How to complete this task -> The lines below that include the word "pending" are to be reported.
Data under study Start Marker
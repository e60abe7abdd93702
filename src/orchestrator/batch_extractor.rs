//! 批量识别器 - 编排层
//!
//! ## 职责
//!
//! 对一批页面并发执行 `PageFlow`，并发数由 Semaphore 限制。
//!
//! ## 保证
//!
//! - 返回结果与输入顺序一致，与完成先后无关
//! - 进度回调只在当前任务中调用，完成数严格递增
//! - 单页失败（包括任务 panic）只会变成该页的错误标记，不会中断批次

use futures::stream::{FuturesUnordered, StreamExt};
use std::sync::Arc;
use tokio::sync::Semaphore;
use tracing::error;

use crate::models::{ExtractionResult, QuizImage};
use crate::orchestrator::ProgressFn;
use crate::workflow::{PageCtx, PageFlow};

pub struct BatchExtractor {
    flow: PageFlow,
    max_concurrent_pages: usize,
}

impl BatchExtractor {
    pub fn new(flow: PageFlow, max_concurrent_pages: usize) -> Self {
        Self {
            flow,
            max_concurrent_pages: max_concurrent_pages.max(1),
        }
    }

    /// 识别所有页面，按输入顺序返回结果
    pub async fn extract_all(
        &self,
        images: &[QuizImage],
        credential: &str,
        progress: &mut ProgressFn<'_>,
    ) -> Vec<ExtractionResult> {
        let total = images.len();
        let semaphore = Arc::new(Semaphore::new(self.max_concurrent_pages));
        let mut pending = FuturesUnordered::new();

        // 为每一页创建任务，任务内部再等待许可
        for (index, image) in images.iter().enumerate() {
            let ctx = PageCtx::new(index + 1, total, image.fingerprint());
            let flow = self.flow.clone();
            let image = image.clone();
            let credential = credential.to_string();
            let semaphore = semaphore.clone();

            let handle = tokio::spawn(async move {
                let _permit = semaphore.acquire_owned().await.ok();
                flow.run(&ctx, &image, &credential).await
            });
            pending.push(async move { (index, handle.await) });
        }

        // 按完成顺序收集，按原始位置落位
        let mut slots: Vec<Option<ExtractionResult>> = vec![None; total];
        let mut completed = 0;

        while let Some((index, joined)) = pending.next().await {
            let result = match joined {
                Ok(result) => result,
                Err(e) => {
                    error!("[页 {}/{}] 识别任务执行失败: {}", index + 1, total, e);
                    ExtractionResult::failed(format!("extraction task failed: {}", e))
                }
            };
            slots[index] = Some(result);
            completed += 1;
            progress(completed, total);
        }

        slots
            .into_iter()
            .map(|slot| slot.unwrap_or_else(|| ExtractionResult::failed("page was not processed")))
            .collect()
    }
}

#[cfg(test)]
mod tests {
    use super::*;
    use crate::clients::OcrCapability;
    use crate::models::ImageSource;
    use crate::services::ExtractionService;
    use async_trait::async_trait;
    use std::sync::atomic::{AtomicUsize, Ordering};
    use std::time::Duration;

    /// 图片内容即识别结果，内容越靠前延迟越长，使完成顺序与输入顺序相反
    struct ReversedDelayOcr {
        in_flight: AtomicUsize,
        max_in_flight: AtomicUsize,
    }

    #[async_trait]
    impl OcrCapability for ReversedDelayOcr {
        async fn transcribe(&self, image: &QuizImage, _credential: &str) -> anyhow::Result<String> {
            let now = self.in_flight.fetch_add(1, Ordering::SeqCst) + 1;
            self.max_in_flight.fetch_max(now, Ordering::SeqCst);

            let text = String::from_utf8_lossy(image.bytes()).to_string();
            let delay = match text.as_str() {
                "A" => 60,
                "B" => 30,
                _ => 5,
            };
            tokio::time::sleep(Duration::from_millis(delay)).await;

            self.in_flight.fetch_sub(1, Ordering::SeqCst);
            Ok(text)
        }
    }

    fn extractor(ocr: Arc<ReversedDelayOcr>, max_concurrent: usize) -> BatchExtractor {
        let service = Arc::new(ExtractionService::new(ocr, Duration::from_secs(5)));
        BatchExtractor::new(PageFlow::new(service, false), max_concurrent)
    }

    fn pages() -> Vec<QuizImage> {
        ["A", "B", "C"]
            .iter()
            .map(|s| QuizImage::new(s.as_bytes().to_vec(), ImageSource::Upload))
            .collect()
    }

    #[tokio::test]
    async fn test_results_keep_input_order() {
        let ocr = Arc::new(ReversedDelayOcr {
            in_flight: AtomicUsize::new(0),
            max_in_flight: AtomicUsize::new(0),
        });
        let batch = extractor(ocr.clone(), 3);

        let mut updates = Vec::new();
        let results = batch
            .extract_all(&pages(), "key", &mut |done, total| updates.push((done, total)))
            .await;

        let texts: Vec<_> = results.iter().map(ExtractionResult::page_text).collect();
        assert_eq!(texts, vec!["A", "B", "C"]);
        assert_eq!(updates, vec![(1, 3), (2, 3), (3, 3)]);
        assert!(ocr.max_in_flight.load(Ordering::SeqCst) > 1);
    }

    #[tokio::test]
    async fn test_concurrency_is_bounded() {
        let ocr = Arc::new(ReversedDelayOcr {
            in_flight: AtomicUsize::new(0),
            max_in_flight: AtomicUsize::new(0),
        });
        let batch = extractor(ocr.clone(), 1);

        let results = batch.extract_all(&pages(), "key", &mut |_, _| {}).await;

        assert_eq!(results.len(), 3);
        assert_eq!(ocr.max_in_flight.load(Ordering::SeqCst), 1);
    }

    #[tokio::test]
    async fn test_empty_batch() {
        let ocr = Arc::new(ReversedDelayOcr {
            in_flight: AtomicUsize::new(0),
            max_in_flight: AtomicUsize::new(0),
        });
        let batch = extractor(ocr, 2);

        let mut calls = 0;
        let results = batch.extract_all(&[], "key", &mut |_, _| calls += 1).await;

        assert!(results.is_empty());
        assert_eq!(calls, 0);
    }
}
Data under study End Marker
Response ->
        let mut pending = FuturesUnordered::new();
            pending.push(async move { (index, handle.await) });
        while let Some((index, joined)) = pending.next().await {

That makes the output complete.